There is as much variety in the state’s economy as in its scenery (Jordan, 2003). Cattle and oil are still very important in Texas, but they are now only part of a highly diversified economy that is dominated by manufacturing. Texas cities that had long been primarily market and oil-refining centers are now industrial and financial capitals of a multistate area. Despite the many changes that have taken place, Texans maintain a traditional pride in their state and its colorful history. They sometimes tend to think of Texas as a separate country.
This feeling is at least partly due to the vastness and diversity of Texas, its numerous resources, and a spirit of independence that goes back to the days of the republic of Texas (Ridgeway, 2002). Texas is governed under its fifth constitution, adopted in 1876 and frequently amended. The chief executive of the state is the governor. He is elected for a four-year term and may be reelected an unlimited number of times. The lieutenant governor, the attorney general, the comptroller of public accounts, the treasurer, the commissioner of agriculture, and the commissioner of the general land office are elected for four years.
The secretary of state is appointed by the governor for a four-year term (Whisenhunt, 2004). The state legislature meets in odd-numbered years. It consists of a Senate elected for fours and a House of Representatives that are elected for two years. The judicial branch of the government is made up of a supreme court and several lower courts. The judges of all state courts are elected. Texas has 254 counties. It is represented in Congress by 2 senators and 27 representatives. Moreover, until the beginning of the 20th century the economy of Texas was based on farming, ranching, and lumbering.
Then, in 1901, large-scale production of petroleum began following discovery of the Spindletop oil field near Beaumont. Since then, the economy of Texas has become closely bound to the production and distribution of petroleum, petroleum products, and natural gas and to such related industries as petroleum refining and the making of petrochemicals. Since roughly mid-century, diverse manufacturing industries have been established in the state especially notable are those in the electronic and aerospace fields (McDonald, 2003). Today, about 20 percent of the nonagricultural labor force is engaged in manufacturing.
Wholesale and retail trade, the service industries, and government also employ large numbers of persons. These changes in the Texas economy reflect the demand, both from within and from outside the state, for an ever-widening variety of products. Abundant resources, especially petroleum and natural gas, a large labor force, relatively low wages, and large amounts of investment capital have helped bring about these changes (Adams, 2003).
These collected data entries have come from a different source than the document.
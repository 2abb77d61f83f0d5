//! Website availability probes over HTTP.
//!
//! A probe issues a `HEAD` request and falls back to `GET` when `HEAD` itself
//! fails (some servers reject it). A site counts as **up** when a response
//! arrives with a status below 500; redirects are followed. Connection
//! errors, timeouts and 5xx responses count as **down**.
//!
//! Probed sites become ordinary [`ServiceSnapshot`]s (`running` when up) so
//! they share the uptime ledger with containers.
//!
//! ## Example
//!
//! ```rust,no_run
//! use homewatch_adapters::website::WebsiteProbe;
//!
//! #[tokio::main]
//! async fn main() -> Result<(), Box<dyn std::error::Error>> {
//!     let probe = WebsiteProbe::builder()
//!         .name("blog")
//!         .url("https://example.com")
//!         .build()?;
//!
//!     let result = probe.check().await;
//!     println!("{} up={} in {:?}", probe.name(), result.up, result.response_time);
//!     Ok(())
//! }
//! ```

use std::time::{Duration, Instant};

use reqwest::{Client, StatusCode};
use tracing::debug;

use homewatch_types::{RunStatus, ServiceSnapshot};

use crate::AdapterError;

/// Prefix applied to website ids so they never collide with container ids.
pub const SITE_ID_PREFIX: &str = "site:";

/// Outcome of a single probe.
#[derive(Debug, Clone, PartialEq)]
pub struct ProbeResult {
    pub up: bool,
    /// HTTP status, when a response arrived.
    pub status: Option<u16>,
    pub response_time: Duration,
}

/// Probes one website.
#[derive(Debug, Clone)]
pub struct WebsiteProbe {
    client: Client,
    name: String,
    url: String,
}

impl WebsiteProbe {
    pub fn builder() -> WebsiteProbeBuilder {
        WebsiteProbeBuilder::default()
    }

    pub fn name(&self) -> &str {
        &self.name
    }

    pub fn url(&self) -> &str {
        &self.url
    }

    /// Entity id used in the uptime ledger.
    pub fn id(&self) -> String {
        format!("{}{}", SITE_ID_PREFIX, self.name)
    }

    /// Probe the site. Never fails: any error is reported as down.
    pub async fn check(&self) -> ProbeResult {
        let start = Instant::now();

        let response = match self.client.head(&self.url).send().await {
            Ok(response) => Ok(response),
            Err(e) => {
                debug!("HEAD {} failed ({}), retrying with GET", self.url, e);
                self.client.get(&self.url).send().await
            }
        };

        let response_time = start.elapsed();
        match response {
            Ok(response) => {
                let status = response.status();
                ProbeResult {
                    up: is_up(status),
                    status: Some(status.as_u16()),
                    response_time,
                }
            }
            Err(e) => {
                debug!("Probe of {} failed: {}", self.url, AdapterError::from(e));
                ProbeResult {
                    up: false,
                    status: None,
                    response_time,
                }
            }
        }
    }

    /// Convert a probe result into a service snapshot.
    pub fn to_snapshot(&self, result: &ProbeResult) -> ServiceSnapshot {
        ServiceSnapshot {
            id: self.id(),
            name: self.name.clone(),
            status: if result.up {
                RunStatus::Running
            } else {
                RunStatus::Stopped
            },
            cpu_percent: 0.0,
            mem_percent: 0.0,
            ports: Vec::new(),
        }
    }
}

fn is_up(status: StatusCode) -> bool {
    !status.is_server_error()
}

/// Builder for WebsiteProbe.
#[derive(Debug, Default)]
pub struct WebsiteProbeBuilder {
    name: Option<String>,
    url: Option<String>,
    timeout: Option<Duration>,
}

impl WebsiteProbeBuilder {
    /// Display name; also forms the entity id (`site:<name>`).
    pub fn name(mut self, name: impl Into<String>) -> Self {
        self.name = Some(name.into());
        self
    }

    pub fn url(mut self, url: impl Into<String>) -> Self {
        self.url = Some(url.into());
        self
    }

    /// Set the request timeout (default: 5 seconds).
    pub fn timeout(mut self, timeout: Duration) -> Self {
        self.timeout = Some(timeout);
        self
    }

    /// Build the probe. The name defaults to the URL.
    pub fn build(self) -> Result<WebsiteProbe, AdapterError> {
        let url = self
            .url
            .ok_or_else(|| AdapterError::Parse("website probe needs a url".to_string()))?;
        reqwest::Url::parse(&url).map_err(|e| AdapterError::Parse(format!("{}: {}", url, e)))?;

        let client = Client::builder()
            .timeout(self.timeout.unwrap_or(Duration::from_secs(5)))
            .build()?;

        Ok(WebsiteProbe {
            client,
            name: self.name.unwrap_or_else(|| url.clone()),
            url,
        })
    }
}

#[cfg(test)]
mod tests {
    use super::*;

    #[test]
    fn test_builder_requires_valid_url() {
        assert!(WebsiteProbe::builder().name("x").build().is_err());
        assert!(WebsiteProbe::builder().url("not a url").build().is_err());
    }

    #[test]
    fn test_name_defaults_to_url() {
        let probe = WebsiteProbe::builder()
            .url("http://localhost:8080/health")
            .build()
            .unwrap();
        assert_eq!(probe.name(), "http://localhost:8080/health");
    }

    #[test]
    fn test_status_classification() {
        assert!(is_up(StatusCode::OK));
        assert!(is_up(StatusCode::NOT_FOUND));
        assert!(is_up(StatusCode::UNAUTHORIZED));
        assert!(!is_up(StatusCode::INTERNAL_SERVER_ERROR));
        assert!(!is_up(StatusCode::BAD_GATEWAY));
    }

    #[test]
    fn test_to_snapshot() {
        let probe = WebsiteProbe::builder()
            .name("blog")
            .url("https://example.com")
            .build()
            .unwrap();

        let up = ProbeResult {
            up: true,
            status: Some(200),
            response_time: Duration::from_millis(40),
        };
        let snapshot = probe.to_snapshot(&up);
        assert_eq!(snapshot.id, "site:blog");
        assert_eq!(snapshot.status, RunStatus::Running);

        let down = ProbeResult {
            up: false,
            status: None,
            response_time: Duration::from_secs(5),
        };
        assert_eq!(probe.to_snapshot(&down).status, RunStatus::Stopped);
    }

    #[tokio::test]
    async fn test_unreachable_site_is_down() {
        let probe = WebsiteProbe::builder()
            .name("nothing")
            .url("http://127.0.0.1:9")
            .timeout(Duration::from_millis(500))
            .build()
            .unwrap();

        let result = probe.check().await;
        assert!(!result.up);
        assert_eq!(result.status, None);
    }
}
//! File-based sampler.
//!
//! Reads a JSON [`Sample`] from disk. Useful when another process (a cron
//! job, a sidecar) collects state and drops it in a file.

use std::path::{Path, PathBuf};
use std::time::SystemTime;

use async_trait::async_trait;
use parking_lot::Mutex;

use homewatch_types::{current_timestamp_ms, Sample, ServiceSnapshot, SystemMetrics};

use super::{SampleError, Sampler};

/// A sampler that reads the current state from a JSON file.
///
/// The file describes the state *now*: every read is stamped with the time
/// of the read, whatever timestamp the file carries. The parsed content is
/// cached and only re-read when the file's modification time changes.
#[derive(Debug)]
pub struct FileSampler {
    path: PathBuf,
    description: String,
    cache: Mutex<Option<(SystemTime, Sample)>>,
}

impl FileSampler {
    /// Create a new file sampler for the given path.
    pub fn new<P: AsRef<Path>>(path: P) -> Self {
        let path = path.as_ref().to_path_buf();
        let description = format!("file: {}", path.display());
        Self {
            path,
            description,
            cache: Mutex::new(None),
        }
    }

    /// Returns the path being read.
    pub fn path(&self) -> &Path {
        &self.path
    }

    async fn read(&self) -> Result<Sample, SampleError> {
        let modified = tokio::fs::metadata(&self.path)
            .await
            .and_then(|m| m.modified())
            .map_err(|e| SampleError::Read(format!("{}: {}", self.path.display(), e)))?;

        let cached = self
            .cache
            .lock()
            .as_ref()
            .filter(|(cached_at, _)| *cached_at == modified)
            .map(|(_, sample)| sample.clone());
        if let Some(sample) = cached {
            return Ok(sample);
        }

        let content = tokio::fs::read_to_string(&self.path)
            .await
            .map_err(|e| SampleError::Read(format!("{}: {}", self.path.display(), e)))?;
        let sample: Sample = serde_json::from_str(&content)
            .map_err(|e| SampleError::Parse(format!("{}: {}", self.path.display(), e)))?;
        if !sample.version.is_compatible() {
            return Err(SampleError::Parse(format!(
                "{}: unsupported sample version {}",
                self.path.display(),
                sample.version
            )));
        }

        *self.cache.lock() = Some((modified, sample.clone()));
        Ok(sample)
    }
}

#[async_trait]
impl Sampler for FileSampler {
    async fn services(&self) -> Result<Vec<ServiceSnapshot>, SampleError> {
        Ok(self.read().await?.services)
    }

    async fn system(&self) -> Result<SystemMetrics, SampleError> {
        Ok(self.read().await?.system)
    }

    async fn sample(&self) -> Result<Sample, SampleError> {
        let mut sample = self.read().await?;
        sample.timestamp_ms = current_timestamp_ms();
        Ok(sample)
    }

    fn description(&self) -> &str {
        &self.description
    }
}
Furthermore, Texas has the largest network of primary and secondary roads in the United States.
The primary system, which connects all major Texas cities, includes seven Interstate routes and many miles of other multilane divided highways. Railway mileage is also the largest of any state, but, as in most other states, has declined for many years. Dallas-Fort Worth and Houston are the chief railway hubs. Six major poets serve Texas. Houston, connected to the gulf by the 50-mile Houston Ship Channel, is the state’s largest port and ranks among the busiest ports in the country. Beaumont, Corpus Christi, Texas City, Port Arthur, and Freeport also handle heavy cargo tonnages.